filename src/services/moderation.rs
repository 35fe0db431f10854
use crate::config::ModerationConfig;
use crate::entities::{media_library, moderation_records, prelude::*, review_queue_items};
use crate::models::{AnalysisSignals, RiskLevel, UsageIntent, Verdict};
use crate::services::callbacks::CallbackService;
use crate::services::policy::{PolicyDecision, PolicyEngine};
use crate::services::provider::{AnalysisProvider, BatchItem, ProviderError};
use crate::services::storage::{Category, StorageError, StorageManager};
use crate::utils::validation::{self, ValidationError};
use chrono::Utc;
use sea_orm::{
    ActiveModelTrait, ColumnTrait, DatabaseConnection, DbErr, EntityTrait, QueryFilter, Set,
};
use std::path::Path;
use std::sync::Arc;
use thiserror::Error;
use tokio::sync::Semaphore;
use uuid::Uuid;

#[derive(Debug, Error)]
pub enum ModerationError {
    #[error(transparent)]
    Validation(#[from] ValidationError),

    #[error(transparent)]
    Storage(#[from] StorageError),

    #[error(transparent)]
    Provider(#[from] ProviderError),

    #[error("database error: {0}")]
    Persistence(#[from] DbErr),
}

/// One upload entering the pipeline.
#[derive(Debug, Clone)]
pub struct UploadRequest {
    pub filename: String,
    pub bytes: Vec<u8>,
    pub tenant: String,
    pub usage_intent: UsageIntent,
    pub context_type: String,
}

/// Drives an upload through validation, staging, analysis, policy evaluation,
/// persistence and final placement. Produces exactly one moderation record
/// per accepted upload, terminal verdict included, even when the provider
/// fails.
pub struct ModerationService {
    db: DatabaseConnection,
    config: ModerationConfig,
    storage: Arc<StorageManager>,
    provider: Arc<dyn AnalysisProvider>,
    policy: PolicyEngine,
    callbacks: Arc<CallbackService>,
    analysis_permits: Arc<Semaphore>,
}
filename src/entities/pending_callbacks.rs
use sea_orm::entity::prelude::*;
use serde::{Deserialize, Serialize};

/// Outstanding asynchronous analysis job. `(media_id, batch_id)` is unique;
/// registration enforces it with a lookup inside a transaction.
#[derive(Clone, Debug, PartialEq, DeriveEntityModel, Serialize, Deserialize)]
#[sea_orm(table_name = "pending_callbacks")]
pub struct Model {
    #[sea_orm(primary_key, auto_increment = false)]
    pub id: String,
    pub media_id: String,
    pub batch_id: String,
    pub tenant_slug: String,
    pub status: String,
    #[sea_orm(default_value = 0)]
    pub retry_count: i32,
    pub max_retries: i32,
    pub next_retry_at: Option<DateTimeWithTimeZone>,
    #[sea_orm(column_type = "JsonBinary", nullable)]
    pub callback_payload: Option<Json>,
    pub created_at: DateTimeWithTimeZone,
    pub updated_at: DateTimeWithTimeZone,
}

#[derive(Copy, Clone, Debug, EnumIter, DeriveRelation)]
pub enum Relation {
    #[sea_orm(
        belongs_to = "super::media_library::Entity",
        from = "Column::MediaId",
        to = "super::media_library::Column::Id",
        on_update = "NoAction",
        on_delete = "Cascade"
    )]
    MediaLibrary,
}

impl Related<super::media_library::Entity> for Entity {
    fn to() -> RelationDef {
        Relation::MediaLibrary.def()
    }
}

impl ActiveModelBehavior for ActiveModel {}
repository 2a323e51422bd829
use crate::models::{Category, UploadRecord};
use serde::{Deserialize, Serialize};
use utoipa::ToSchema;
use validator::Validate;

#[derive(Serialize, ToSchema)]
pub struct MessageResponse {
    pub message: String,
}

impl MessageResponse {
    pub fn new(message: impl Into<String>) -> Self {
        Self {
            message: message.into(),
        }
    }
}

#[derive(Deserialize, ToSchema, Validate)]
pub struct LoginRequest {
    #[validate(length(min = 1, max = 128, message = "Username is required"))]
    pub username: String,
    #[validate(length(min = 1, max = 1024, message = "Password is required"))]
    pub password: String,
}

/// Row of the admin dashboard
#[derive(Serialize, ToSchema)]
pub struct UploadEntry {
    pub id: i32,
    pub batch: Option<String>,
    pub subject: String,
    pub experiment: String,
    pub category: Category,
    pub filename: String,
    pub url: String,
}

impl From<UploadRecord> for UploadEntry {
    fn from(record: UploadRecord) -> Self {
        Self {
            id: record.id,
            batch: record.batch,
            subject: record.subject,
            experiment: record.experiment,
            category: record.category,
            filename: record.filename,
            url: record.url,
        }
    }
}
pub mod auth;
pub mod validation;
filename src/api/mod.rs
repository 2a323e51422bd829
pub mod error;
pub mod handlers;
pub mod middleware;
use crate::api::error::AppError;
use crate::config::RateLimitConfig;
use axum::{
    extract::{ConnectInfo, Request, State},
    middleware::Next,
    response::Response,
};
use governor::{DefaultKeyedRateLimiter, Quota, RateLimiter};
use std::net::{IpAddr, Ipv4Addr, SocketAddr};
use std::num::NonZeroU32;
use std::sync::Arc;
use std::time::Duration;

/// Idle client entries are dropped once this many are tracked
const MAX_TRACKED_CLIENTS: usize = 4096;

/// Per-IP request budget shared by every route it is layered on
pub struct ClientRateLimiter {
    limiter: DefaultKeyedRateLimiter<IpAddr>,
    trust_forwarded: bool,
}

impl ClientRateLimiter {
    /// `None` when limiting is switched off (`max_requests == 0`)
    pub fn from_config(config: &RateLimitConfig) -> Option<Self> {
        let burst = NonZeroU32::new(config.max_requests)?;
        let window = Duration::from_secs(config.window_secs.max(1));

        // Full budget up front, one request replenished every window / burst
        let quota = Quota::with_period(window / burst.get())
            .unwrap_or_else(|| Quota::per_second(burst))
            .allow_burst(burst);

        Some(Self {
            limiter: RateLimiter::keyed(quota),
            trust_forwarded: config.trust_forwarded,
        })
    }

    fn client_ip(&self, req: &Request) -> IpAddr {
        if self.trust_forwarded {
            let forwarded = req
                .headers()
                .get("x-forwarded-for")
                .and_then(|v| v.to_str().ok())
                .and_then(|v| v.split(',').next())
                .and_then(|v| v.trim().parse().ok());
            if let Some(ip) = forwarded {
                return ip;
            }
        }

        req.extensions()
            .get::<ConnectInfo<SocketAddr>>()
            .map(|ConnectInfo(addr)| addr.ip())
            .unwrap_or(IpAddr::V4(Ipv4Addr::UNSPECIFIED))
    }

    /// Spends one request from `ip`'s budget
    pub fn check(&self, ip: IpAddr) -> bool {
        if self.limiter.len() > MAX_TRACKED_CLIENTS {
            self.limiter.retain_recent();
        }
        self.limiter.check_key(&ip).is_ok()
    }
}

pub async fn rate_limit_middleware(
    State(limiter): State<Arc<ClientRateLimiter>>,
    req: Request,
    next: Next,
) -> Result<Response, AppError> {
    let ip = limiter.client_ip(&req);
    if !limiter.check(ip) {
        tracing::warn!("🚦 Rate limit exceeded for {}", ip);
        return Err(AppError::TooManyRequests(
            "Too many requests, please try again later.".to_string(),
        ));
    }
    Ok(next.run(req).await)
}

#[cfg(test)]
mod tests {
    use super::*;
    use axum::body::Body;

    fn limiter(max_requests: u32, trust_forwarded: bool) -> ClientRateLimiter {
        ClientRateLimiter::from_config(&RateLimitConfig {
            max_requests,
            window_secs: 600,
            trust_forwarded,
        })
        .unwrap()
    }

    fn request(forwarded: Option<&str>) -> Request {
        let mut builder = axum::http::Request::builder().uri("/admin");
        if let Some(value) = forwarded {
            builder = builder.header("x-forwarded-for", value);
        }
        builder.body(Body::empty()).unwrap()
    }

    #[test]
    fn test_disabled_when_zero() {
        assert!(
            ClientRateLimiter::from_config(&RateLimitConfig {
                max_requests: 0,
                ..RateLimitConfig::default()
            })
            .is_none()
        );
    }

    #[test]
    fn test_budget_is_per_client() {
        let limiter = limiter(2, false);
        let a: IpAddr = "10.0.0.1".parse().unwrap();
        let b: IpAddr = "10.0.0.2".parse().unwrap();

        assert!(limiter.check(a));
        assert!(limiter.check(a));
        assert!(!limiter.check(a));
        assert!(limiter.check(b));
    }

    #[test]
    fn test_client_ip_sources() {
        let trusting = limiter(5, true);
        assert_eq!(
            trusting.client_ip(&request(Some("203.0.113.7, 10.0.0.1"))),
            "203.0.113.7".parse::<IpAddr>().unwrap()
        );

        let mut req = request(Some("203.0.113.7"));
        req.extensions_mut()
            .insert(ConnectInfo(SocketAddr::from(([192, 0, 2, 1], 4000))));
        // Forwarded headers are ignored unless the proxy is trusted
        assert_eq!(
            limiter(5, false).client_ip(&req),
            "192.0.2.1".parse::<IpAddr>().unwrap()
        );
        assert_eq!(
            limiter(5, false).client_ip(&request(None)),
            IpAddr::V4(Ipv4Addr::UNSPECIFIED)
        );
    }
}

=======

--- Exercise ---
The first line of the entries, the line with "use uuid::Uuid;", and every line between them should be retyped exactly, and nothing else.

--- Your response ---
filename src/services/moderation.rs
repository 35fe0db431f10854
use crate::config::ModerationConfig;
use crate::entities::{media_library, moderation_records, prelude::*, review_queue_items};
use crate::models::{AnalysisSignals, RiskLevel, UsageIntent, Verdict};
use crate::services::callbacks::CallbackService;
use crate::services::policy::{PolicyDecision, PolicyEngine};
use crate::services::provider::{AnalysisProvider, BatchItem, ProviderError};
use crate::services::storage::{Category, StorageError, StorageManager};
use crate::utils::validation::{self, ValidationError};
use chrono::Utc;
use sea_orm::{
    ActiveModelTrait, ColumnTrait, DatabaseConnection, DbErr, EntityTrait, QueryFilter, Set,
};
use std::path::Path;
use std::sync::Arc;
use thiserror::Error;
use tokio::sync::Semaphore;
use uuid::Uuid;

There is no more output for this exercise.